La reflexión la solemos dejar para más adelante pero ese futuro nunca llega: lo único que llegan son más noticias y una cosa sustituye a la anterior, un principio de Arquímedes informativo y de este modo, como masa, nos volvemos más fácilmente manejables para la casta. A Nelson Mandela, que en paz estoy segura de que descansa, no le faltó ese tiempo de reflexión, casi treinta años en una celda como preso político muy bien aprovechados, en su caso, fueron el ejemplo: un ejemplo infinito de coherencia y de fuerza interior. Le encarcelaron por su lucha contra el Apartheid reinante y por el uso de la violencia para tratar de acabar con la segregación racial y la supremacía injusta de blancos sobre negros: «Todas las formas legales de expresar la oposición habían sido proscritas por ley y nos veíamos en una situación en la que teníamos que elegir entre aceptar un estado permanente de inferioridad o desafiar al Gobierno. Optamos por desafiar la ley». Así lo dijo el propio Mandela, en su comparecencia del 20 de abril de 1964. Fue condenado a cadena perpetua y allí empezó la segunda parte de su plan para llevar la democracia a su pueblo. Esta única opción de la rebelión contra un gobierno que desgobierna para obtener una libertad que ahora todos aplaudimos, es a veces una parte que se olvida en las biografías apresuradas de este gran hombre, uno de esos pocos elegidos que ha conseguido cambiar el mundo a mejor. Tomamos nota de la desobediencia civil como principal vía en casos de injusticia institucionalizada (reflexionaremos sobre ello más adelante).
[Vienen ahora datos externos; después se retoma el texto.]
//! The token transfer record and its delivery-status state machine

use crate::types::{IdentityKey, PeerId};
use chrono::{DateTime, Utc};
use serde::{Deserialize, Serialize};
use uuid::Uuid;

/// Delivery status of a token transfer
///
/// Transitions are one-directional: a record never re-enters `Sending`.
/// `Claimed` is independent of the delivery path and may be reached from
/// any non-failed state once redemption succeeds.
#[derive(Debug, Clone, PartialEq, Eq, Serialize, Deserialize)]
pub enum DeliveryStatus {
    /// Send attempt in progress
    Sending,
    /// Accepted by a transport (mesh ack or relay publish ack)
    Sent,
    /// Confirmed received by the recipient
    Delivered {
        /// Who confirmed receipt
        to: String,
        /// When receipt was confirmed
        at: DateTime<Utc>,
    },
    /// Seen by the recipient
    Read {
        /// Who read it
        by: String,
        /// When it was read
        at: DateTime<Utc>,
    },
    /// Redeemed with the issuing authority
    Claimed {
        /// Who claimed it
        by: String,
        /// When it was claimed
        at: DateTime<Utc>,
    },
    /// Delivery gave up
    Failed {
        /// Why delivery failed
        reason: String,
    },
    /// Broadcast reached only part of the audience
    PartiallyDelivered {
        /// Peers reached
        reached: u32,
        /// Peers targeted
        total: u32,
    },
}

impl DeliveryStatus {
    /// Fixed human-readable string for each status
    ///
    /// Pure mapping for UI collaborators; no side effects.
    pub fn display_text(&self) -> String {
        match self {
            Self::Sending => "Sending...".to_string(),
            Self::Sent => "Sent".to_string(),
            Self::Delivered { to, .. } => format!("Delivered to {to}"),
            Self::Read { by, .. } => format!("Read by {by}"),
            Self::Claimed { by, .. } => format!("Claimed by {by}"),
            Self::Failed { reason } => format!("Failed: {reason}"),
            Self::PartiallyDelivered { reached, total } => {
                format!("Delivered to {reached}/{total}")
            }
        }
    }

    /// Whether `next` is a legal successor of this status
    ///
    /// Encodes the one-directional state machine: `Sending` is never
    /// re-entered, terminal failures stay failed, and claiming is always
    /// allowed until the transfer has failed.
    pub fn can_transition_to(&self, next: &Self) -> bool {
        match (self, next) {
            // nothing re-enters Sending
            (_, Self::Sending) => false,
            // claiming can race with Sent/Delivered/Read
            (Self::Failed { .. }, Self::Claimed { .. }) => false,
            (_, Self::Claimed { .. }) => true,
            (Self::Sending, _) => true,
            (Self::Sent, Self::Delivered { .. })
            | (Self::Sent, Self::Failed { .. })
            | (Self::Sent, Self::PartiallyDelivered { .. })
            | (Self::Delivered { .. }, Self::Read { .. })
            | (Self::PartiallyDelivered { .. }, Self::Delivered { .. }) => true,
            _ => false,
        }
    }
}

/// A bearer-token transfer being moved between two parties
///
/// The `token_payload` is opaque: satchel passes it through unchanged and
/// never inspects its internal structure. `id` is assigned once at
/// creation and never reassigned.
#[derive(Debug, Clone, PartialEq, Eq, Serialize, Deserialize)]
pub struct TokenTransferRecord {
    /// Unique transfer id (uppercase uuid-v4)
    pub id: String,
    /// Sender's relay-network identity
    pub sender_identity: IdentityKey,
    /// Sender's short-range transport address
    pub sender_transport_id: PeerId,
    /// True creation time, millisecond precision
    pub created_at: DateTime<Utc>,
    /// Amount in base units
    pub amount: u32,
    /// Unit of the amount, e.g. "sat"
    pub unit: String,
    /// The bearer token itself (opaque)
    pub token_payload: String,
    /// URL of the token's issuing authority
    pub issuer_url: String,
    /// Optional note attached by the sender
    pub memo: Option<String>,
    /// Whether the token has been redeemed; monotonic once true
    pub claimed: bool,
    /// Current delivery status (not carried on the wire)
    pub delivery_status: DeliveryStatus,
    /// Target identity for private transfers; absent means broadcast
    pub recipient_identity: Option<IdentityKey>,
}

impl TokenTransferRecord {
    /// Create a new transfer with a fresh id and `Sending` status
    pub fn new(
        sender_identity: IdentityKey,
        sender_transport_id: PeerId,
        amount: u32,
        unit: impl Into<String>,
        token_payload: impl Into<String>,
        issuer_url: impl Into<String>,
    ) -> Self {
        Self {
            id: Uuid::new_v4().to_string().to_uppercase(),
            sender_identity,
            sender_transport_id,
            created_at: Utc::now(),
            amount,
            unit: unit.into(),
            token_payload: token_payload.into(),
            issuer_url: issuer_url.into(),
            memo: None,
            claimed: false,
            delivery_status: DeliveryStatus::Sending,
            recipient_identity: None,
        }
    }

    /// Attach a memo
    pub fn with_memo(mut self, memo: impl Into<String>) -> Self {
        self.memo = Some(memo.into());
        self
    }

    /// Target a specific recipient identity
    pub fn with_recipient(mut self, recipient: IdentityKey) -> Self {
        self.recipient_identity = Some(recipient);
        self
    }

    /// Mark the token claimed; idempotent and never un-claims
    pub fn mark_claimed(&mut self, by: impl Into<String>, at: DateTime<Utc>) {
        self.claimed = true;
        let next = DeliveryStatus::Claimed {
            by: by.into(),
            at,
        };
        if self.delivery_status.can_transition_to(&next) {
            self.delivery_status = next;
        }
    }

    /// Apply a status transition if the state machine allows it
    ///
    /// Returns whether the transition was applied.
    pub fn update_status(&mut self, next: DeliveryStatus) -> bool {
        if self.delivery_status.can_transition_to(&next) {
            self.delivery_status = next;
            true
        } else {
            false
        }
    }
}

/// A send that could not be delivered on either live transport
///
/// Created when both the mesh and relay paths were unavailable; destroyed
/// when a later flush succeeds or when older than the retention window.
#[derive(Debug, Clone, PartialEq, Eq, Serialize, Deserialize)]
pub struct QueuedSend {
    /// The bearer token awaiting delivery
    pub token_payload: String,
    /// The transport address of the intended recipient
    pub recipient_transport_id: PeerId,
    /// When the send was queued
    pub enqueued_at: DateTime<Utc>,
}

#[cfg(test)]
mod tests {
    use super::*;

    fn record() -> TokenTransferRecord {
        TokenTransferRecord::new(
            IdentityKey::from("npub1xyz"),
            PeerId::from("a1b2c3d4e5f60718"),
            100,
            "sat",
            "cashuAeyJ0b2tlbiI6W119",
            "https://mint.example.com",
        )
    }

    #[test]
    fn fresh_record_is_sending_with_uppercase_id() {
        let r = record();
        assert_eq!(r.delivery_status, DeliveryStatus::Sending);
        assert_eq!(r.id, r.id.to_uppercase());
        assert!(!r.claimed);
    }

    #[test]
    fn claimed_is_monotonic() {
        let mut r = record();
        r.mark_claimed("npub1abc", Utc::now());
        assert!(r.claimed);
        // a later failed transition must not reset the claim
        assert!(!r.update_status(DeliveryStatus::Sending));
        assert!(r.claimed);
    }

    #[test]
    fn sending_is_never_reentered() {
        let mut r = record();
        assert!(r.update_status(DeliveryStatus::Sent));
        assert!(!r.update_status(DeliveryStatus::Sending));
        assert_eq!(r.delivery_status, DeliveryStatus::Sent);
    }

    #[test]
    fn claim_races_past_delivered() {
        let mut r = record();
        r.update_status(DeliveryStatus::Sent);
        r.update_status(DeliveryStatus::Delivered {
            to: "peer".into(),
            at: Utc::now(),
        });
        assert!(r.update_status(DeliveryStatus::Claimed {
            by: "peer".into(),
            at: Utc::now(),
        }));
    }

    #[test]
    fn failed_cannot_be_claimed() {
        let mut r = record();
        r.update_status(DeliveryStatus::Failed {
            reason: "expired".into(),
        });
        assert!(!r.update_status(DeliveryStatus::Claimed {
            by: "peer".into(),
            at: Utc::now(),
        }));
    }

    #[test]
    fn display_text_mapping() {
        assert_eq!(DeliveryStatus::Sending.display_text(), "Sending...");
        assert_eq!(DeliveryStatus::Sent.display_text(), "Sent");
        assert_eq!(
            DeliveryStatus::Failed {
                reason: "expired".into()
            }
            .display_text(),
            "Failed: expired"
        );
        assert_eq!(
            DeliveryStatus::PartiallyDelivered {
                reached: 2,
                total: 5
            }
            .display_text(),
            "Delivered to 2/5"
        );
    }
}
Su salida de prisión, el 11 de febrero de 1990, y su campaña inagotable por la igualdad de todos los seres humanos y la construcción de una nueva Sudáfrica, sumada a la presión internacional, trajo consigo el fin del Apartheid y la celebración de las primeras elecciones democráticas que le convirtieron en el primer presidente negro de Sudáfrica por mayoría absoluta y con las ideas claras: «Nunca, nunca, nunca más deberá volver a sufrir esta hermosa tierra la opresión de un hombre sobre otro». Mandela, o Madiba, como le llaman con cariño y respeto los sudafricanos por el nombre del clan Thembu al que pertenecía, sí ha conseguido dejar un rastro más allá de la sociedad instantánea en la que nos hemos convertido, y sus 95 años de vida son ejemplo de lucha y reconciliación. Sus acciones, su vida, sus discursos, entrevistas y frases quedan para siempre: «Una prensa crítica, independiente y de investigación es el elemento vital de cualquier democracia. La prensa debe ser libre de la interferencia del Estado. Debe tener la capacidad económica para hacer frente a las lisonjas de los gobiernos. Debe tener la suficiente independencia de los intereses creados, ser audaz y preguntar sin miedo ni ningún trato de favor. Debe gozar de la protección de la Constitución, de manera que pueda proteger nuestros derechos como ciudadanos». Y otras tantas: «La educación es el arma más poderosa que puedes usar para cambiar el mundo»; «Luchar contra la pobreza no es un asunto de caridad, sino de justicia» o «La muerte es algo inevitable. Cuando un hombre ha hecho lo que creía necesario por su pueblo y su país, puede descansar en paz. Creo que yo he cumplido ese deber, y por eso descansaré para la eternidad». Los seres humanos como Mandela son excepcionales pero no olvidemos que existen los héroes a pequeña escala y siempre se puede trabajar para mejorar el entorno más cercano: no dejemos la reflexión para mucho más adelante. No hay tiempo que perder.